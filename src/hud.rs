//! HUD presentation
//!
//! The driver pushes a [`HudSnapshot`] after every mutating tick and a
//! [`GameOverSummary`] once per finished round. Sinks must tolerate a
//! missing presentation surface.

use serde::{Deserialize, Serialize};

use crate::sim::{GameOverReason, GameState};

/// Values shown on the HUD
#[derive(Debug, Clone, PartialEq, Eq, Serialize)]
pub struct HudSnapshot {
    pub lives: u8,
    pub score: u32,
    /// Whole seconds left, rounded up
    pub seconds_left: u32,
    pub difficulty: &'static str,
}

impl HudSnapshot {
    pub fn from_state(state: &GameState) -> Self {
        Self {
            lives: state.lives,
            score: state.score,
            seconds_left: state.seconds_left(),
            difficulty: state.difficulty_label(),
        }
    }
}

/// Terminal summary of a round
#[derive(Debug, Clone, PartialEq, Eq, Serialize, Deserialize)]
pub struct GameOverSummary {
    pub score: u32,
    pub reason: GameOverReason,
}

impl GameOverSummary {
    pub fn reason_text(&self) -> &'static str {
        self.reason.message()
    }
}

/// Presentation surface for HUD values
pub trait HudSink {
    /// Show current lives, score, timer and difficulty
    fn update(&mut self, hud: &HudSnapshot);
    /// Show the end-of-round summary
    fn show_game_over(&mut self, summary: &GameOverSummary);
    /// Hide the end-of-round summary (a new round started)
    fn hide_game_over(&mut self) {}
}

/// HUD sink that discards everything (headless runs)
#[derive(Debug, Default)]
pub struct NullHud;

impl HudSink for NullHud {
    fn update(&mut self, _hud: &HudSnapshot) {}
    fn show_game_over(&mut self, _summary: &GameOverSummary) {}
}

/// HUD written into DOM elements by id
#[cfg(target_arch = "wasm32")]
pub struct DomHud {
    document: Option<web_sys::Document>,
}

#[cfg(target_arch = "wasm32")]
impl DomHud {
    pub fn new() -> Self {
        let document = web_sys::window().and_then(|w| w.document());
        if document.is_none() {
            log::warn!("No document - HUD disabled");
        }
        Self { document }
    }

    fn set_text(&self, id: &str, text: &str) {
        if let Some(el) = self.document.as_ref().and_then(|d| d.get_element_by_id(id)) {
            el.set_text_content(Some(text));
        }
    }

    fn set_class(&self, id: &str, class: &str) {
        if let Some(el) = self.document.as_ref().and_then(|d| d.get_element_by_id(id)) {
            let _ = el.set_attribute("class", class);
        }
    }
}

#[cfg(target_arch = "wasm32")]
impl Default for DomHud {
    fn default() -> Self {
        Self::new()
    }
}

#[cfg(target_arch = "wasm32")]
impl HudSink for DomHud {
    fn update(&mut self, hud: &HudSnapshot) {
        self.set_text("lives", &hud.lives.to_string());
        self.set_text("score", &hud.score.to_string());
        self.set_text("time", &hud.seconds_left.to_string());
        self.set_text("difficulty", hud.difficulty);
    }

    fn show_game_over(&mut self, summary: &GameOverSummary) {
        self.set_text("final-score", &summary.score.to_string());
        self.set_text("game-over-reason", summary.reason_text());
        self.set_class("game-over", "");
    }

    fn hide_game_over(&mut self) {
        self.set_class("game-over", "hidden");
    }
}
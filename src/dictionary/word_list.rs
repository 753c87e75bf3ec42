//! Word-list backed dictionary
//!
//! # Loading Modes
//!
//! - **Embedded**: the compiled-in list, via [`WordListDictionary::embedded()`]
//! - **File-based**: a newline-separated file, via [`WordListDictionary::from_file()`]

use super::Dictionary;
use crate::core::{DEFAULT_LANGUAGE, normalize};
use crate::wordlists::{DICTIONARY, WordListError, loader};
use rustc_hash::FxHashSet;
use std::path::Path;

/// A dictionary for a single language, holding every known word in lowercase
#[derive(Debug, Clone)]
pub struct WordListDictionary {
    words: FxHashSet<String>,
    language: String,
}

impl WordListDictionary {
    /// Load the embedded English word list
    #[must_use]
    pub fn embedded() -> Self {
        Self::from_words(DICTIONARY.iter().copied())
    }

    /// Load a dictionary from a file path
    ///
    /// # Errors
    ///
    /// Returns `WordListError` if the file cannot be read or holds no words.
    pub fn from_file(path: impl AsRef<Path>) -> Result<Self, WordListError> {
        let words = loader::load_from_file(path)?;
        Ok(Self::from_words(words))
    }

    /// Build a dictionary from string content, one word per line
    ///
    /// Empty lines and lines starting with `#` are ignored.
    #[must_use]
    pub fn from_content(content: &str) -> Self {
        Self::from_words(loader::words_from_content(content))
    }

    /// Build a dictionary from individual words
    pub fn from_words<I, S>(words: I) -> Self
    where
        I: IntoIterator<Item = S>,
        S: AsRef<str>,
    {
        let words = words
            .into_iter()
            .map(|word| normalize(word.as_ref()))
            .filter(|word| !word.is_empty())
            .collect();

        Self {
            words,
            language: DEFAULT_LANGUAGE.to_string(),
        }
    }

    /// Tag the dictionary with the language its words belong to
    #[must_use]
    pub fn with_language(mut self, language: impl Into<String>) -> Self {
        self.language = language.into();
        self
    }

    #[must_use]
    pub fn language(&self) -> &str {
        &self.language
    }

    /// Case-insensitive membership check, ignoring language
    #[must_use]
    pub fn contains(&self, word: &str) -> bool {
        self.words.contains(&normalize(word))
    }

    /// Iterate over every known word, in no particular order
    pub fn words(&self) -> impl Iterator<Item = &str> {
        self.words.iter().map(String::as_str)
    }

    #[must_use]
    pub fn len(&self) -> usize {
        self.words.len()
    }

    #[must_use]
    pub fn is_empty(&self) -> bool {
        self.words.is_empty()
    }
}

impl Dictionary for WordListDictionary {
    fn is_misspelled(&self, word: &str, language: &str) -> bool {
        !language.eq_ignore_ascii_case(&self.language) || !self.contains(word)
    }
}
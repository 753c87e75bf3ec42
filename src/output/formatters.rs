//! Formatting utilities for terminal output

use crate::core::letter_count;

/// Circled-number badge showing how many letters a word has
///
/// Uses the enclosed alphanumerics ①..⑳; longer words fall back to `(n)`.
#[must_use]
pub fn length_badge(length: usize) -> String {
    match length {
        1..=20 => {
            // U+2460 is CIRCLED DIGIT ONE; the next 19 code points follow in order
            let code = 0x2460 + (length as u32 - 1);
            char::from_u32(code).map_or_else(|| format!("({length})"), String::from)
        }
        _ => format!("({length})"),
    }
}

/// A used word preceded by its length badge
#[must_use]
pub fn badged_word(word: &str) -> String {
    format!("{} {word}", length_badge(letter_count(word)))
}

/// Space out the letters of a root word for a heading: `S I L K W O R M`
#[must_use]
pub fn spaced_letters(word: &str) -> String {
    word.to_uppercase()
        .chars()
        .map(String::from)
        .collect::<Vec<_>>()
        .join(" ")
}

/// "1 word" / "3 words"
#[must_use]
pub fn word_count(count: usize) -> String {
    if count == 1 {
        "1 word".to_string()
    } else {
        format!("{count} words")
    }
}
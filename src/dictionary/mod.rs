//! Dictionary lookups
//!
//! The validator only needs to ask "is this word misspelled in this language?".
//! `WordListDictionary` answers that from a plain word list.

mod word_list;

pub use word_list::WordListDictionary;

/// A spell-check capability
pub trait Dictionary {
    /// Whether `word` is misspelled anywhere when read as `language`
    ///
    /// A word the dictionary cannot confirm counts as misspelled.
    fn is_misspelled(&self, word: &str, language: &str) -> bool;
}
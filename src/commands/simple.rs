//! Simple interactive CLI mode
//!
//! Text-based game without the TUI: one candidate per line.

use crate::core::{Rejection, ValidationOutcome, WordValidator};
use crate::dictionary::Dictionary;
use crate::output::formatters::{badged_word, spaced_letters, word_count};
use crate::session::Session;
use anyhow::Result;
use colored::Colorize;
use rand::Rng;
use std::io::{self, BufRead, Write};

/// Run the simple interactive CLI mode on stdin/stdout
///
/// # Errors
///
/// Returns an error if reading input or writing output fails.
pub fn run_simple<D: Dictionary + ?Sized, R: Rng + ?Sized>(
    session: &mut Session,
    validator: &WordValidator<'_, D>,
    rng: &mut R,
) -> Result<()> {
    let stdin = io::stdin();
    let stdout = io::stdout();
    run_simple_with(stdin.lock(), stdout.lock(), session, validator, rng)
}

/// Run the simple game loop over arbitrary input and output
///
/// Returns when the player quits or the input ends.
///
/// # Errors
///
/// Returns an error if reading input or writing output fails.
pub fn run_simple_with<I, O, D, R>(
    mut input: I,
    mut output: O,
    session: &mut Session,
    validator: &WordValidator<'_, D>,
    rng: &mut R,
) -> Result<()>
where
    I: BufRead,
    O: Write,
    D: Dictionary + ?Sized,
    R: Rng + ?Sized,
{
    writeln!(output, "\n╔══════════════════════════════════════════════════════════════╗")?;
    writeln!(output, "║                 Word Scramble - Simple Mode                  ║")?;
    writeln!(output, "╚══════════════════════════════════════════════════════════════╝\n")?;

    writeln!(output, "Make as many words as you can from the letters of the root word.")?;
    writeln!(output, "Each letter can be used as often as it appears in the root word.\n")?;
    writeln!(output, "Commands: /new for a new word, /words to list your words, /quit to exit\n")?;

    write_root(&mut output, session)?;

    loop {
        let Some(line) = read_input(&mut input, &mut output, "Word")? else {
            writeln!(output, "\n👋 Thanks for playing!\n")?;
            return Ok(());
        };

        match line.trim() {
            "/quit" | "/q" | "/exit" => {
                writeln!(output, "\n👋 Thanks for playing!\n")?;
                return Ok(());
            }
            "/new" | "/n" => {
                session.restart(rng);
                writeln!(output, "\n🔄 New game started!\n")?;
                write_root(&mut output, session)?;
            }
            "/words" | "/w" => write_used_words(&mut output, session)?,
            _ => {
                let outcome = session.submit(&line, validator);
                write_outcome(&mut output, session, &outcome)?;
            }
        }
    }
}

fn write_root<O: Write>(output: &mut O, session: &Session) -> io::Result<()> {
    writeln!(output, "────────────────────────────────────────────────────────────")?;
    writeln!(
        output,
        "Root word: {}",
        spaced_letters(session.root_word().text()).bright_yellow().bold()
    )?;
    writeln!(output, "────────────────────────────────────────────────────────────\n")
}

fn write_outcome<O: Write>(
    output: &mut O,
    session: &Session,
    outcome: &ValidationOutcome,
) -> io::Result<()> {
    match outcome {
        ValidationOutcome::Accepted(word) => {
            writeln!(output, "{} {}", "✓".green().bold(), badged_word(word).bright_white())?;
            writeln!(
                output,
                "  {} | score {}\n",
                word_count(session.used_words().len()),
                session.score().to_string().bright_cyan().bold()
            )
        }
        // Blank lines are simply skipped, like an empty submit
        ValidationOutcome::Rejected(Rejection::Empty) => Ok(()),
        ValidationOutcome::Rejected(reason) => writeln!(
            output,
            "{} {}: {}\n",
            "✗".red().bold(),
            reason.title().red().bold(),
            reason.message(session.root_word())
        ),
    }
}

fn write_used_words<O: Write>(output: &mut O, session: &Session) -> io::Result<()> {
    if session.used_words().is_empty() {
        return writeln!(output, "No words yet.\n");
    }

    writeln!(output, "\nYour words ({}):", session.used_words().len())?;
    for word in session.used_words() {
        writeln!(output, "  {}", badged_word(word))?;
    }
    writeln!(output, "Score: {}\n", session.score())
}

/// Prompt and read one line; `None` at end of input
fn read_input<I: BufRead, O: Write>(
    input: &mut I,
    output: &mut O,
    prompt: &str,
) -> io::Result<Option<String>> {
    write!(output, "{prompt}: ")?;
    output.flush()?;

    let mut line = String::new();
    if input.read_line(&mut line)? == 0 {
        return Ok(None);
    }

    Ok(Some(line))
}

#[cfg(test)]
mod tests {
    use super::*;
    use crate::core::RootWord;
    use crate::dictionary::WordListDictionary;
    use rand::SeedableRng;
    use rand::rngs::StdRng;
    use std::io::Cursor;

    fn play(lines: &str, session: &mut Session) -> String {
        let dict = WordListDictionary::from_content("silk\nworm\nmilk\nsilkworm\n");
        let validator = WordValidator::new(&dict);
        let mut rng = StdRng::seed_from_u64(5);
        let mut output = Vec::new();

        run_simple_with(
            Cursor::new(lines.to_string()),
            &mut output,
            session,
            &validator,
            &mut rng,
        )
        .unwrap();

        String::from_utf8(output).unwrap()
    }

    #[test]
    fn accepted_words_recorded() {
        let mut session = Session::with_root(RootWord::new("silkworm").unwrap());
        let output = play("silk\nWorm\n/quit\n", &mut session);

        assert_eq!(session.used_words(), ["worm", "silk"]);
        assert!(output.contains("④ silk"));
        assert!(output.contains("Thanks for playing"));
    }

    #[test]
    fn rejections_reported() {
        let mut session = Session::with_root(RootWord::new("silkworm").unwrap());
        let output = play("silk\nsilk\ncat\nwilk\n", &mut session);

        assert!(output.contains("Word used already"));
        assert!(output.contains("Word not possible"));
        assert!(output.contains("Word not recognized"));
        assert_eq!(session.used_words(), ["silk"]);
    }

    #[test]
    fn blank_line_ignored() {
        let mut session = Session::with_root(RootWord::new("silkworm").unwrap());
        let output = play("\n   \n", &mut session);

        assert!(!output.contains("Nothing entered"));
        assert!(session.used_words().is_empty());
    }

    #[test]
    fn new_game_clears_words() {
        let mut session = Session::with_root(RootWord::new("silkworm").unwrap());
        let output = play("silk\n/new\n", &mut session);

        assert!(output.contains("New game started"));
        assert!(session.used_words().is_empty());
    }

    #[test]
    fn words_command_lists_words() {
        let mut session = Session::with_root(RootWord::new("silkworm").unwrap());
        let output = play("silk\nmilk\n/words\n", &mut session);

        assert!(output.contains("Your words (2)"));
        assert!(output.contains("Score: 8"));
    }

    #[test]
    fn short_command_aliases() {
        let mut session = Session::with_root(RootWord::new("silkworm").unwrap());
        let output = play("silk\n/w\n/q\nmilk\n", &mut session);

        assert!(output.contains("Your words (1)"));
        assert!(output.contains("Thanks for playing"));
        assert_eq!(session.used_words(), ["silk"]);

        let mut session = Session::with_root(RootWord::new("silkworm").unwrap());
        play("silk\n/n\n/exit\n", &mut session);
        assert!(session.used_words().is_empty());
    }

    #[test]
    fn end_of_input_exits() {
        let mut session = Session::with_root(RootWord::new("silkworm").unwrap());
        let output = play("", &mut session);
        assert!(output.contains("Root word"));
    }
}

*Try it*
Quote exactly the first line of the entries and every line after it, stopping with the line that contains "left, rounded up".

*Task answer*
filename src/hud.rs
//! HUD presentation
//!
//! The driver pushes a [`HudSnapshot`] after every mutating tick and a
//! [`GameOverSummary`] once per finished round. Sinks must tolerate a
//! missing presentation surface.

use serde::{Deserialize, Serialize};

use crate::sim::{GameOverReason, GameState};

/// Values shown on the HUD
#[derive(Debug, Clone, PartialEq, Eq, Serialize)]
pub struct HudSnapshot {
    pub lives: u8,
    pub score: u32,
    /// Whole seconds left, rounded up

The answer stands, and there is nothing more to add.